When you have a dual diagnosis, this refers to the presence of one or more psychiatric illnesses alongside an addiction. There are a lot of different mental health illnesses this could be referring to, including:

  • Major depressive disorder
  • Bipolar disorder
  • Generalized anxiety disorder
  • Post-traumatic stress disorder
  • Obsessive-compulsive disorder
  • Borderline personality disorder

For the longest time, it was the norm to treat these and other mental health conditions separately. Patients would present for treatment, and if they were found to have an addiction and a psychiatric illness, they were sent to detox first, and then either drug or alcohol rehab. They were only treated for their psychiatric illnesses once their addictions were under control, and they were clean or sober for a period of time. There are actually some clinics and even inpatient treatment facilities that operate on the assumption that this is the way co-occurring disorders should be treated. It often creates a great deal of confusion with treatment plans that aren't coordinated with each other. More often than not, patients end up relapsing, and then the entire cycle happens again.

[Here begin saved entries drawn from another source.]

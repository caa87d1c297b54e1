use std::collections::HashMap;

use serde::{Deserialize, Serialize};
use validator::Validate;

use crate::domain::auth::AuthenticatedEmployee;
use crate::domain::order::{
    ItemDecision, NewOrder, NewOrderItem, Order, OrderListQuery, ReplaceOrderItems,
    StatusTransition,
};
use crate::domain::status_change::StatusChange;
use crate::forms::orders::{
    ChangeStatusForm, CreateOrderForm, DecideItemForm, EditOrderItemsForm, OrderLines,
};
use crate::pagination::{DEFAULT_ITEMS_PER_PAGE, Paginated};
use crate::repository::errors::RepositoryError;
use crate::repository::{CanteenReader, OrderReader, OrderStatusReader, OrderWriter, ProductReader};
use crate::services::{ServiceError, ServiceResult, ensure_admin, requested_page};

/// Query parameters accepted by the order list endpoint.
#[derive(Debug, Default, Deserialize)]
pub struct OrderQuery {
    pub status_id: Option<i32>,
    /// Only honored for administrators; employees always see their own canteen.
    pub canteen_id: Option<i32>,
    pub page: Option<usize>,
}

/// A page of orders plus the ids the caller has not opened since they last changed.
#[derive(Debug, Serialize)]
pub struct OrdersPageData {
    pub orders: Paginated<Order>,
    pub unviewed: Vec<i32>,
}

/// Whether `user` may see `order` at all.
pub(crate) fn can_view(user: &AuthenticatedEmployee, order: &Order) -> bool {
    user.is_admin()
        || user
            .canteen_id
            .is_some_and(|canteen_id| order.involves_canteen(canteen_id))
}

/// Load an order the user is allowed to see. Hidden orders look missing.
pub(crate) fn load_visible_order<R>(
    repo: &R,
    user: &AuthenticatedEmployee,
    order_id: i32,
) -> ServiceResult<Order>
where
    R: OrderReader + ?Sized,
{
    let order = repo
        .get_order_by_id(order_id)
        .map_err(ServiceError::from)?
        .ok_or(ServiceError::NotFound)?;

    if !can_view(user, &order) {
        return Err(ServiceError::NotFound);
    }

    Ok(order)
}
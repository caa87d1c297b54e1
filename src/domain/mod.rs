pub mod auth;
pub mod canteen;
pub mod employee;
pub mod order;
pub mod order_status;
pub mod product;
pub mod status_change;
use chrono::NaiveDateTime;
use diesel::prelude::*;

use crate::domain::order::{
    NewOrder as DomainNewOrder, NewOrderItem as DomainNewOrderItem, Order as DomainOrder,
    OrderItem as DomainOrderItem,
};

#[derive(Debug, Clone, Identifiable, Queryable, Selectable)]
#[diesel(table_name = crate::schema::orders)]
pub struct Order {
    pub id: i32,
    pub customer_canteen_id: i32,
    pub executor_canteen_id: i32,
    pub status_id: i32,
    pub total_cents: i64,
    pub created_at: NaiveDateTime,
    pub updated_at: NaiveDateTime,
}

#[derive(Debug, Clone, Identifiable, Queryable, Selectable, Associations)]
#[diesel(table_name = crate::schema::order_items)]
#[diesel(belongs_to(Order, foreign_key = order_id))]
pub struct OrderItem {
    pub id: i32,
    pub order_id: i32,
    pub product_id: Option<i32>,
    pub name: String,
    pub unit: String,
    pub price_cents: i64,
    pub quantity: i32,
    pub accepted: Option<bool>,
    pub created_at: NaiveDateTime,
    pub updated_at: NaiveDateTime,
}

#[derive(Insertable)]
#[diesel(table_name = crate::schema::orders)]
pub struct NewOrder {
    pub customer_canteen_id: i32,
    pub executor_canteen_id: i32,
    pub status_id: i32,
    pub total_cents: i64,
}

#[derive(Insertable)]
#[diesel(table_name = crate::schema::order_items)]
pub struct NewOrderItem<'a> {
    pub order_id: i32,
    pub product_id: Option<i32>,
    pub name: &'a str,
    pub unit: &'a str,
    pub price_cents: i64,
    pub quantity: i32,
}

#[derive(Insertable)]
#[diesel(table_name = crate::schema::order_views)]
pub struct NewOrderView {
    pub order_id: i32,
    pub employee_id: i32,
    pub viewed_at: NaiveDateTime,
}

impl Order {
    pub fn into_domain(self, items: Vec<OrderItem>) -> DomainOrder {
        DomainOrder {
            id: self.id,
            customer_canteen_id: self.customer_canteen_id,
            executor_canteen_id: self.executor_canteen_id,
            status_id: self.status_id,
            total_cents: self.total_cents,
            items: items.into_iter().map(OrderItem::into_domain).collect(),
            created_at: self.created_at,
            updated_at: self.updated_at,
        }
    }
}

impl OrderItem {
    pub fn into_domain(self) -> DomainOrderItem {
        DomainOrderItem {
            id: self.id,
            product_id: self.product_id,
            name: self.name,
            unit: self.unit,
            price_cents: self.price_cents,
            quantity: self.quantity,
            decision: self.accepted.into(),
        }
    }
}

impl From<(Order, Vec<OrderItem>)> for DomainOrder {
    fn from(value: (Order, Vec<OrderItem>)) -> Self {
        value.0.into_domain(value.1)
    }
}

impl From<&DomainNewOrder> for NewOrder {
    fn from(value: &DomainNewOrder) -> Self {
        Self {
            customer_canteen_id: value.customer_canteen_id,
            executor_canteen_id: value.executor_canteen_id,
            status_id: value.status_id,
            total_cents: value.total_cents(),
        }
    }
}

impl<'a> NewOrderItem<'a> {
    pub fn from_domain(order_id: i32, value: &'a DomainNewOrderItem) -> Self {
        Self {
            order_id,
            product_id: value.product_id,
            name: value.name.as_str(),
            unit: value.unit.as_str(),
            price_cents: value.price_cents,
            quantity: value.quantity,
        }
    }
}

The Need for Integrated Dual Disorder Treatment in Colorado

Integrated dual disorder treatment and treatment for co-occurring disorders are two other ways to reference dual diagnosis treatment. There is certainly a need for it in Colorado. A growing number of people are finding that they actually have mental health conditions and addictions simultaneously. In fact, in 2002, there were 4 million people who feel under the criteria of having a dual diagnosis, but only 12% of them received treatment for their co-occurring disorders.

Statistics tell us that:

  • If you have schizophrenia, you are more than four times more likely to have an addiction as well.
  • If you have bipolar disorder, you are more than five times more likely to have an addiction.
  • 53% of those who abuse drugs also have at least one mental disorder.
  • 37% of those who abuse alcohol also have at least one mental disorder.
  • Only 7.4% of the people in the U.S. who have co-occurring disorders ever receive the type of treatment they need to recover.

Are these statistics surprising to you? They certainly point to a definite need for integrated dual disorder treatment in Colorado.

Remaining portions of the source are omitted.